Can you explain these home remedies? You sprinkle grits, cornmeal, and talc in your house, where the ants are cruising around? And how does that work? Ants don't like southern cooking, or powdered feet?


----------



## Sammy

My apologies Ya'll dont have instant grits up there. 

But the theory is quite simple... Ants are exo-skeletons and dont digest grains well. [or at all] So eating the the grits or cornmeal leads to their early demise. 

And as I understand it their main function in life is to feed the queen of the colony which means they carry it back to her. Once she is gone they give up. Same as most ant baits advertise. 

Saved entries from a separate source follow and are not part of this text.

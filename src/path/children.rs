use std::{
    fmt::{self, Display},
    path::{Path, PathBuf},
};

use crate::paths;


/// An entry that is expected to be an immediate child of a directory.
///
/// See [`PathAssert::has_children`] for how each kind is matched.
///
///
/// [`PathAssert::has_children`]: crate::PathAssert::has_children
#[derive(Clone, Debug, PartialEq, Eq)]
pub enum ExpectedChild {
    /// Matches a child whose full path *ends with* this name,
    /// compared component by component (see [`Path::ends_with`]).
    ///
    /// `"b.txt"` matches `<directory>/b.txt`, and `"sub/b.txt"` matches it
    /// only if the directory itself is named `sub`.
    ///
    /// Created from `&str` and `String`.
    Name(String),

    /// Matches only a child with exactly this full path.
    ///
    /// The directory listing yields paths joined onto the asserted directory path,
    /// so a relative directory path produces relative child paths.
    ///
    /// Created from `&Path` and `PathBuf`.
    Path(PathBuf),
}

impl ExpectedChild {
    /// Returns `true` if the given full child path satisfies this expectation.
    ///
    /// An empty name matches nothing.
    pub fn matches(&self, child_path: &Path) -> bool {
        match self {
            ExpectedChild::Name(name) => !name.is_empty() && child_path.ends_with(name),
            ExpectedChild::Path(path) => child_path == path.as_path(),
        }
    }
}

impl Display for ExpectedChild {
    fn fmt(&self, f: &mut fmt::Formatter<'_>) -> fmt::Result {
        match self {
            ExpectedChild::Name(name) => write!(f, "\"{}\" (name)", name),
            ExpectedChild::Path(path) => write!(
                f,
                "\"{}\" (exact path)",
                paths::displayable(path).display()
            ),
        }
    }
}

impl From<&str> for ExpectedChild {
    fn from(value: &str) -> Self {
        Self::Name(value.to_string())
    }
}

impl From<String> for ExpectedChild {
    fn from(value: String) -> Self {
        Self::Name(value)
    }
}

impl From<&String> for ExpectedChild {
    fn from(value: &String) -> Self {
        Self::Name(value.clone())
    }
}

impl From<&Path> for ExpectedChild {
    fn from(value: &Path) -> Self {
        Self::Path(value.to_path_buf())
    }
}

impl From<PathBuf> for ExpectedChild {
    fn from(value: PathBuf) -> Self {
        Self::Path(value)
    }
}

impl From<&PathBuf> for ExpectedChild {
    fn from(value: &PathBuf) -> Self {
        Self::Path(value.clone())
    }
}



/// Result of matching the listed children of a directory against the expected ones.
#[derive(Debug, Default)]
pub(crate) struct ChildrenMatch {
    pub(crate) missing: Vec<ExpectedChild>,
    pub(crate) unexpected: Vec<PathBuf>,
    pub(crate) duplicated: Vec<ExpectedChild>,
}

impl ChildrenMatch {
    /// Matches `child_paths` against `expected_children`, ignoring order.
    ///
    /// Children and expectations are paired one-to-one: every child must be claimed
    /// by exactly one expectation, and every expectation must claim exactly one child.
    /// Expectations that appear more than once are reported as duplicated, and
    /// only their first occurrence takes part in the pairing.
    pub(crate) fn compute(child_paths: &[PathBuf], expected_children: &[ExpectedChild]) -> Self {
        let mut unique_expectations: Vec<&ExpectedChild> = Vec::new();
        let mut duplicated: Vec<ExpectedChild> = Vec::new();

        for expected_child in expected_children {
            if !unique_expectations.contains(&expected_child) {
                unique_expectations.push(expected_child);
            } else if !duplicated.contains(expected_child) {
                duplicated.push(expected_child.clone());
            }
        }


        let candidates: Vec<Vec<usize>> = unique_expectations
            .iter()
            .map(|expected_child| {
                child_paths
                    .iter()
                    .enumerate()
                    .filter(|(_, child_path)| expected_child.matches(child_path))
                    .map(|(child_index, _)| child_index)
                    .collect()
            })
            .collect();

        // For each child, the index of the expectation it is paired with.
        let mut pairings: Vec<Option<usize>> = vec![None; child_paths.len()];

        for expectation_index in 0..unique_expectations.len() {
            let mut visited_children = vec![false; child_paths.len()];

            pair_expectation(
                expectation_index,
                &candidates,
                &mut pairings,
                &mut visited_children,
            );
        }


        let missing = unique_expectations
            .iter()
            .enumerate()
            .filter(|(expectation_index, _)| !pairings.contains(&Some(*expectation_index)))
            .map(|(_, expected_child)| (*expected_child).clone())
            .collect();

        let unexpected = child_paths
            .iter()
            .zip(pairings.iter())
            .filter(|(_, pairing)| pairing.is_none())
            .map(|(child_path, _)| child_path.clone())
            .collect();


        Self {
            missing,
            unexpected,
            duplicated,
        }
    }

    pub(crate) fn is_exact(&self) -> bool {
        self.missing.is_empty() && self.unexpected.is_empty() && self.duplicated.is_empty()
    }
}



/// Tries to pair the expectation at `expectation_index` with one of its candidate children,
/// moving previously paired expectations to other candidates when that frees a child
/// (an augmenting path search).
///
/// Returns `true` if the expectation was paired.
fn pair_expectation(
    expectation_index: usize,
    candidates: &[Vec<usize>],
    pairings: &mut [Option<usize>],
    visited_children: &mut [bool],
) -> bool {
    for &child_index in &candidates[expectation_index] {
        if visited_children[child_index] {
            continue;
        }
        visited_children[child_index] = true;

        let child_is_free = match pairings[child_index] {
            None => true,
            Some(paired_expectation_index) => pair_expectation(
                paired_expectation_index,
                candidates,
                pairings,
                visited_children,
            ),
        };

        if child_is_free {
            pairings[child_index] = Some(expectation_index);
            return true;
        }
    }

    false
}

The talcum powder I have heard is abrasive to their skeletons. Dunno why.... 

I just checked where I had 200 ants last night.... Four ants moving and a bunch of non-moving ants that need to be swept up.


----------



## NateHanson

Wow. 200 ants eh? You've got me beat there. I'll bet you've got those freaky big-ass roachy-lookin' bugs down there too. Turns out there IS an up-side to the 6-week growing season up here - the bugs can't manage to get too big or plentiful. 

Thanks for the tip. I'll try some corn meal and talc.


----------



## Sammy

Make sure to treat the outside of the house too.. There is always a reason why they are coming in... Food, water etc.. The Hot Shot Max Attrax bait traps seem to work well also. I think ya'll can use oatmeal in place of the grits. I just like using the homemade stuff inside since its less toxic around the kids and pets.


----------



## keyser soze

I can't remember what it's called (sorry) but I bought some gel once that worked VERY well. We had big ants in our camper. I put down about three drops of this stuff on Sunday, ants everywhere, maybe 50 or 75? Hard to tell. Come Friday, no more ants for the rest of the summer. I think I got it at wally world or the grocery store. Mainly clear gel with a yellowish tint to it. 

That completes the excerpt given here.